Many people feel inadequate and uncomfortable when trying to help a bereaved family member, friend or loved one.  Because of the lack of Grief Education Programs in our schools and institutions, we are most often forced to rely on our "common sense" in responding appropriately.  However, to the grieving person, common sense is often the least helpful tact to take and can often irreparably damage relationships.  Following are the nine most common myths associated with the grieving process and the bereaved individual.

  1. Asking what happened and talking about the deceased will increase the pain of the bereaved.
    On the contrary, telling their story over and over again and talking about the deceased are the most important prescriptions for grief recovery.
     
  2. Most people want to grieve alone. 
    No, they need and want the support of family and friends who will listen and not try to rescue them from their pain.
     
  3. People (husbands, wives, children, and babies) can be replaced.

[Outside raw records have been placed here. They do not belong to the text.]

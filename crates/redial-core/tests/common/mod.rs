//! Test doubles for the redial controller integration tests

#![allow(dead_code)]

use std::sync::atomic::{AtomicUsize, Ordering};
use std::sync::Arc;
use std::time::Duration;

use async_trait::async_trait;
use parking_lot::Mutex;
use tokio::sync::broadcast;
use tokio::time::Instant;

use autodial_redial_core::{
    CallEventKind, CallEventSink, CallEventSource, DialError, Dialer, RedialError, RedialEvent,
    RedialEventHandler, RedialResult, SessionId, StopReason,
};

pub fn init_tracing() {
    let _ = tracing_subscriber::fmt()
        .with_env_filter("autodial_redial_core=debug")
        .with_test_writer()
        .try_init();
}

/// Let the controller task drain its queue without reaching any deadline
pub async fn settle() {
    tokio::time::sleep(Duration::from_millis(10)).await;
}

/// Dialer that records every attempt and optionally fails them all
///
/// A delay makes `place` take that long to return, like a platform that is
/// slow to accept the call request.
#[derive(Default)]
pub struct RecordingDialer {
    calls: Mutex<Vec<(String, Instant)>>,
    failure: Mutex<Option<DialError>>,
    delay: Option<Duration>,
}

impl RecordingDialer {
    pub fn new() -> Arc<Self> {
        Arc::new(Self::default())
    }

    pub fn failing(error: DialError) -> Arc<Self> {
        let dialer = Self::default();
        *dialer.failure.lock() = Some(error);
        Arc::new(dialer)
    }

    pub fn slow(delay: Duration) -> Arc<Self> {
        Arc::new(Self { delay: Some(delay), ..Self::default() })
    }

    pub fn slow_failing(delay: Duration, error: DialError) -> Arc<Self> {
        let dialer = Self { delay: Some(delay), ..Self::default() };
        *dialer.failure.lock() = Some(error);
        Arc::new(dialer)
    }

    pub fn call_count(&self) -> usize {
        self.calls.lock().len()
    }

    pub fn numbers(&self) -> Vec<String> {
        self.calls.lock().iter().map(|(number, _)| number.clone()).collect()
    }

    pub fn call_times(&self) -> Vec<Instant> {
        self.calls.lock().iter().map(|(_, at)| *at).collect()
    }
}

#[async_trait]
impl Dialer for RecordingDialer {
    async fn place(&self, phone_number: &str) -> Result<(), DialError> {
        self.calls.lock().push((phone_number.to_string(), Instant::now()));
        if let Some(delay) = self.delay {
            tokio::time::sleep(delay).await;
        }
        match self.failure.lock().clone() {
            Some(error) => Err(error),
            None => Ok(()),
        }
    }
}

/// Call event source driven by the test
#[derive(Default)]
pub struct ManualEventSource {
    current: Mutex<Option<CallEventSink>>,
    issued: Mutex<Vec<CallEventSink>>,
    subscriptions: AtomicUsize,
    unsubscriptions: AtomicUsize,
    refuse: bool,
}

impl ManualEventSource {
    pub fn new() -> Arc<Self> {
        Arc::new(Self::default())
    }

    /// A source that fails every subscription, like a missing phone-state permission
    pub fn refusing() -> Arc<Self> {
        Arc::new(Self { refuse: true, ..Self::default() })
    }

    /// Deliver an event to the current subscriber; `false` if nobody is subscribed
    pub fn emit(&self, kind: CallEventKind) -> bool {
        match self.current.lock().as_ref() {
            Some(sink) => sink.report(kind),
            None => false,
        }
    }

    pub fn is_subscribed(&self) -> bool {
        self.current.lock().is_some()
    }

    /// Every sink ever handed out, including torn down ones
    pub fn issued_sinks(&self) -> Vec<CallEventSink> {
        self.issued.lock().clone()
    }

    pub fn subscriptions(&self) -> usize {
        self.subscriptions.load(Ordering::SeqCst)
    }

    pub fn unsubscriptions(&self) -> usize {
        self.unsubscriptions.load(Ordering::SeqCst)
    }
}

impl CallEventSource for ManualEventSource {
    fn subscribe(&self, sink: CallEventSink) -> RedialResult<()> {
        if self.refuse {
            return Err(RedialError::event_source("READ_PHONE_STATE permission not granted"));
        }
        self.subscriptions.fetch_add(1, Ordering::SeqCst);
        self.issued.lock().push(sink.clone());
        *self.current.lock() = Some(sink);
        Ok(())
    }

    fn unsubscribe(&self) {
        self.unsubscriptions.fetch_add(1, Ordering::SeqCst);
        self.current.lock().take();
    }
}

/// Handler that flattens every callback into a readable log line
#[derive(Default)]
pub struct RecordingHandler {
    log: Mutex<Vec<String>>,
}

impl RecordingHandler {
    pub fn new() -> Arc<Self> {
        Arc::new(Self::default())
    }

    pub fn log(&self) -> Vec<String> {
        self.log.lock().clone()
    }
}

#[async_trait]
impl RedialEventHandler for RecordingHandler {
    async fn on_session_started(&self, _session_id: SessionId, phone_number: &str) {
        self.log.lock().push(format!("started {}", phone_number));
    }

    async fn on_attempt_count_changed(&self, count: u32) {
        self.log.lock().push(format!("count {}", count));
    }

    async fn on_status_changed(&self, status: &str) {
        self.log.lock().push(format!("status {}", status));
    }

    async fn on_session_stopped(&self, attempt_count: u32, reason: StopReason) {
        self.log.lock().push(format!("stopped {} {:?}", attempt_count, reason));
    }
}

/// Everything currently buffered on a notification receiver
pub fn drain(events: &mut broadcast::Receiver<RedialEvent>) -> Vec<RedialEvent> {
    let mut drained = Vec::new();
    while let Ok(event) = events.try_recv() {
        drained.push(event);
    }
    drained
}

pub fn statuses(events: &[RedialEvent]) -> Vec<String> {
    events
        .iter()
        .filter_map(|event| match event {
            RedialEvent::StatusChanged { status, .. } => Some(status.clone()),
            _ => None,
        })
        .collect()
}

    Each person is unique and cannot be replaced.  Having a baby will not replace a child that died.  Or getting married again, will not replace the other spouse.  To suggest replacement, suggests the deceased was exchangeable.
     
  4. Normal grief takes 1 to 3 months. 
    Normal grief often takes 1 to 5 years depending on the intensity and duration of the relationship, the type of death and social support.
     
  5. You can reduce their pain by offering platitudes. 
    You increase their anger with platitudes. Phrases like "she's in heaven with God," "well, at least you have another child," "he lived a full life" or "you're young, you can remarry," minimize their loss and increase their pain.
     
  6. It is strange for the bereaved to laugh. 
    They cannot and should not grieve all the time.  It is no disrespect to the dead to have a good laugh; in fact, it shows healing has begun.
     
  7. You are bothering them by calling to see how they are, especially on anniversaries, birthday and holidays. 
    You are not bothering them.  They feel very alone on those days and knowing someone is thinking about them is of tremendous help.
     
  8. Your friend or relative is crazy and needs help if they think they hear or see the deceased, occasionally.
    To hear or see the deceased is common, especially among widows and widowers.
     
  9. You never get over the pain of a loss. 
    Although there may always be some pain, over time the experience of it becomes generally less intense, and for shorter periods of time.  But to remember with less pain is the goal of grief recovery and is obtainable.